"Answer Only What Confuses the Jury": Fourth Circuit Upholds Concise, Accurate Judicial Responses to Deliberation Questions in United States v. Brito (Unpublished)

"Answer Only What Confuses the Jury": Fourth Circuit Upholds Concise, Accurate Judicial Responses to Deliberation Questions in United States v. Brito (Unpublished)

Court: U.S. Court of Appeals for the Fourth Circuit

Date: October 7, 2025

Disposition: Affirmed (unpublished per curiam)

Introduction

This unpublished per curiam opinion affirms the conviction and 300-month sentence of Alfonso Roman Brito (“Casper”) for methamphetamine conspiracy and distribution. The decision offers clear, practice-oriented guidance on several recurring criminal appellate issues: post-verdict attacks on indictment sufficiency, sufficiency of the evidence in digital-and-prison-based conspiracies, a district court’s latitude to answer jury questions during deliberations, appellate review of sentencing, and the oral pronouncement requirement for supervised release conditions.
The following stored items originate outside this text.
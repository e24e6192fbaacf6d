//! Keyboard and mouse-look state shared by both front-ends.
use std::cell::RefCell;
use std::collections::HashSet;
use std::rc::Rc;

use glam::Vec2;

#[derive(Debug, Clone)]
pub enum InputEvent {
    KeyDown(String),
    KeyUp(String),
    MouseMove { dx: f32, dy: f32 },
    FocusLost,
    VisibilityChanged { visible: bool },
    PointerLockChanged { locked: bool },
}

/// Input shared between the event listeners and the player.
pub type SharedInput = Rc<RefCell<InputState>>;

#[derive(Debug, Default)]
pub struct InputState {
    pub pressed_keys: HashSet<String>,
    pub look_delta: (f32, f32),
    pub pointer_locked: bool,
}

impl InputState {
    pub fn new() -> Self {
        Self::default()
    }

    pub fn shared() -> SharedInput {
        Rc::new(RefCell::new(Self::new()))
    }

    pub fn process_event(&mut self, event: &InputEvent) {
        match event {
            InputEvent::KeyDown(key) => {
                self.pressed_keys.insert(normalize_key(key));
            }
            InputEvent::KeyUp(key) => {
                self.pressed_keys.remove(normalize_key(key).as_str());
            }
            InputEvent::MouseMove { dx, dy } => {
                if self.pointer_locked {
                    self.look_delta.0 += dx;
                    self.look_delta.1 += dy;
                }
            }
            InputEvent::FocusLost | InputEvent::VisibilityChanged { .. } => {
                self.clear_keys();
            }
            InputEvent::PointerLockChanged { locked } => {
                self.pointer_locked = *locked;
                if !locked {
                    self.look_delta = (0.0, 0.0);
                }
            }
        }
    }

    pub fn is_key_pressed(&self, key: &str) -> bool {
        self.pressed_keys.contains(key)
    }

    pub fn clear_keys(&mut self) {
        self.pressed_keys.clear();
    }

    pub fn consume_look(&mut self) -> (f32, f32) {
        std::mem::take(&mut self.look_delta)
    }
}

/// Single letters are stored lowercase so Shift+W still walks forward.
fn normalize_key(key: &str) -> String {
    if key.chars().count() == 1 {
        key.to_lowercase()
    } else {
        key.to_string()
    }
}

/// Key mapping configuration
#[derive(Debug, Clone)]
pub struct KeyBindings {
    pub forward: String,
    pub backward: String,
    pub left: String,
    pub right: String,
    pub sprint: String,
    pub start: String,
    pub export_log: String,
}

impl Default for KeyBindings {
    fn default() -> Self {
        Self {
            forward: "w".to_string(),
            backward: "s".to_string(),
            left: "a".to_string(),
            right: "d".to_string(),
            sprint: "Shift".to_string(),
            start: "Enter".to_string(),
            export_log: "l".to_string(),
        }
    }
}

/// High-level input queries over an `InputState`
#[derive(Debug, Clone, Default)]
pub struct InputProcessor {
    bindings: KeyBindings,
}

impl InputProcessor {
    pub fn new(bindings: KeyBindings) -> Self {
        Self { bindings }
    }

    /// A direction is held through its binding or the matching arrow key.
    fn held(input: &InputState, binding: &str, arrow: &str) -> bool {
        input.is_key_pressed(binding) || input.is_key_pressed(arrow)
    }

    pub fn is_sprinting(&self, input: &InputState) -> bool {
        input.is_key_pressed(&self.bindings.sprint)
    }

    /// Movement intent in camera-local axes: x = strafe right, y = forward.
    /// Opposing keys cancel; the result is unit length or zero.
    pub fn wish_direction(&self, input: &InputState) -> Vec2 {
        let axis = |positive: bool, negative: bool| (positive as i8 - negative as i8) as f32;
        let b = &self.bindings;
        Vec2::new(
            axis(Self::held(input, &b.right, "ArrowRight"), Self::held(input, &b.left, "ArrowLeft")),
            axis(Self::held(input, &b.forward, "ArrowUp"), Self::held(input, &b.backward, "ArrowDown")),
        )
        .normalize_or_zero()
    }

    /// Keys whose browser default (scrolling) should be suppressed.
    pub fn is_movement_key(&self, key: &str) -> bool {
        let key = normalize_key(key);
        [&self.bindings.forward, &self.bindings.backward, &self.bindings.left, &self.bindings.right]
            .iter()
            .any(|bound| **bound == key)
            || matches!(key.as_str(), "ArrowUp" | "ArrowDown" | "ArrowLeft" | "ArrowRight" | " ")
    }

    pub fn wants_to_start(&self, key: &str) -> bool {
        key == self.bindings.start
    }

    pub fn wants_log_export(&self, key: &str) -> bool {
        key.eq_ignore_ascii_case(&self.bindings.export_log)
    }
}

#[cfg(target_arch = "wasm32")]
impl InputEvent {
    pub fn from_keyboard(e: &web_sys::KeyboardEvent, pressed: bool) -> Self {
        if pressed {
            InputEvent::KeyDown(e.key())
        } else {
            InputEvent::KeyUp(e.key())
        }
    }

    /// Uses `movementX/Y`, which only reports deltas while the pointer is locked.
    pub fn from_mouse_move(e: &web_sys::MouseEvent) -> Self {
        InputEvent::MouseMove { dx: e.movement_x() as f32, dy: e.movement_y() as f32 }
    }
}
use std::sync::Arc;

use wgpu::Device;

use crate::error::BackendError;

/// Device, queue and a not-yet-configured surface.
pub struct GpuContext {
    pub device: Arc<Device>,
    pub queue: Arc<wgpu::Queue>,
    pub adapter: wgpu::Adapter,
    pub surface: wgpu::Surface<'static>,
}

fn instance() -> wgpu::Instance {
    wgpu::Instance::new(&wgpu::InstanceDescriptor {
        backends: wgpu::Backends::all(),
        ..Default::default()
    })
}

async fn request_adapter(instance: &wgpu::Instance, surface: &wgpu::Surface<'static>) -> Result<wgpu::Adapter, BackendError> {
    instance
        .request_adapter(&wgpu::RequestAdapterOptions {
            power_preference: wgpu::PowerPreference::HighPerformance,
            force_fallback_adapter: false,
            compatible_surface: Some(surface),
        })
        .await
        .map_err(|e| BackendError::Adapter(e.to_string()))
}

/// Shared device request for both platforms
async fn init_device_and_queue(adapter: &wgpu::Adapter) -> Result<(Arc<Device>, Arc<wgpu::Queue>), BackendError> {
    let limits = wgpu::Limits::downlevel_webgl2_defaults().using_resolution(adapter.limits());

    let (device, queue) = adapter
        .request_device(&wgpu::DeviceDescriptor {
            label: Some("device"),
            required_features: wgpu::Features::empty(),
            required_limits: limits,
            memory_hints: wgpu::MemoryHints::default(),
            experimental_features: wgpu::ExperimentalFeatures::default(),
            trace: wgpu::Trace::default(),
        })
        .await
        .map_err(|e| BackendError::Adapter(e.to_string()))?;

    Ok((Arc::new(device), Arc::new(queue)))
}

/// Surface configuration for the given size; prefers an sRGB format.
pub fn surface_config(
    adapter: &wgpu::Adapter,
    surface: &wgpu::Surface,
    width: u32,
    height: u32,
) -> Result<wgpu::SurfaceConfiguration, BackendError> {
    let caps = surface.get_capabilities(adapter);
    let format = caps
        .formats
        .iter()
        .copied()
        .find(|f| f.is_srgb())
        .or_else(|| caps.formats.first().copied())
        .ok_or_else(|| BackendError::Surface("surface reports no texture formats".into()))?;
    let alpha_mode = caps.alpha_modes.first().copied().unwrap_or(wgpu::CompositeAlphaMode::Auto);

    Ok(wgpu::SurfaceConfiguration {
        usage: wgpu::TextureUsages::RENDER_ATTACHMENT,
        format,
        width: width.max(1),
        height: height.max(1),
        present_mode: wgpu::PresentMode::Fifo,
        alpha_mode,
        view_formats: vec![],
        desired_maximum_frame_latency: 2,
    })
}

/// Largest of `wanted` or 1 that the adapter can multisample `format` with.
pub fn supported_sample_count(adapter: &wgpu::Adapter, format: wgpu::TextureFormat, wanted: u32) -> u32 {
    let flags = adapter.get_texture_format_features(format).flags;
    if wanted > 1 && flags.sample_count_supported(wanted) {
        wanted
    } else {
        1
    }
}

#[cfg(target_arch = "wasm32")]
impl GpuContext {
    /// Connect to a page canvas (WASM)
    pub async fn connect_canvas(canvas: &web_sys::HtmlCanvasElement) -> Result<Self, BackendError> {
        let instance = instance();
        let surface = instance
            .create_surface(wgpu::SurfaceTarget::Canvas(canvas.clone()))
            .map_err(|e| BackendError::Surface(e.to_string()))?;
        let adapter = request_adapter(&instance, &surface).await?;
        let (device, queue) = init_device_and_queue(&adapter).await?;
        Ok(GpuContext { device, queue, adapter, surface })
    }
}

#[cfg(not(target_arch = "wasm32"))]
impl GpuContext {
    /// Connect to a window (Native)
    pub async fn connect_window(window: Arc<winit::window::Window>) -> Result<Self, BackendError> {
        let instance = instance();
        let surface = instance
            .create_surface(window)
            .map_err(|e| BackendError::Surface(e.to_string()))?;
        let adapter = request_adapter(&instance, &surface).await?;
        let (device, queue) = init_device_and_queue(&adapter).await?;
        Ok(GpuContext { device, queue, adapter, surface })
    }
}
Appointed counsel filed an Anders v. California brief, arguing there were no meritorious issues but flagging five questions for the court’s consideration:

  • Whether the indictment adequately notified Brito of the charges;
  • Whether the evidence was sufficient to sustain the convictions;
  • Whether the district court erred by answering “yes” to a jury question about whether all recovered Facebook communications had been produced to the defense;
  • Whether the court miscalculated the Sentencing Guidelines range or imposed an unreasonable sentence; and
  • Whether the court adequately pronounced discretionary supervised release conditions.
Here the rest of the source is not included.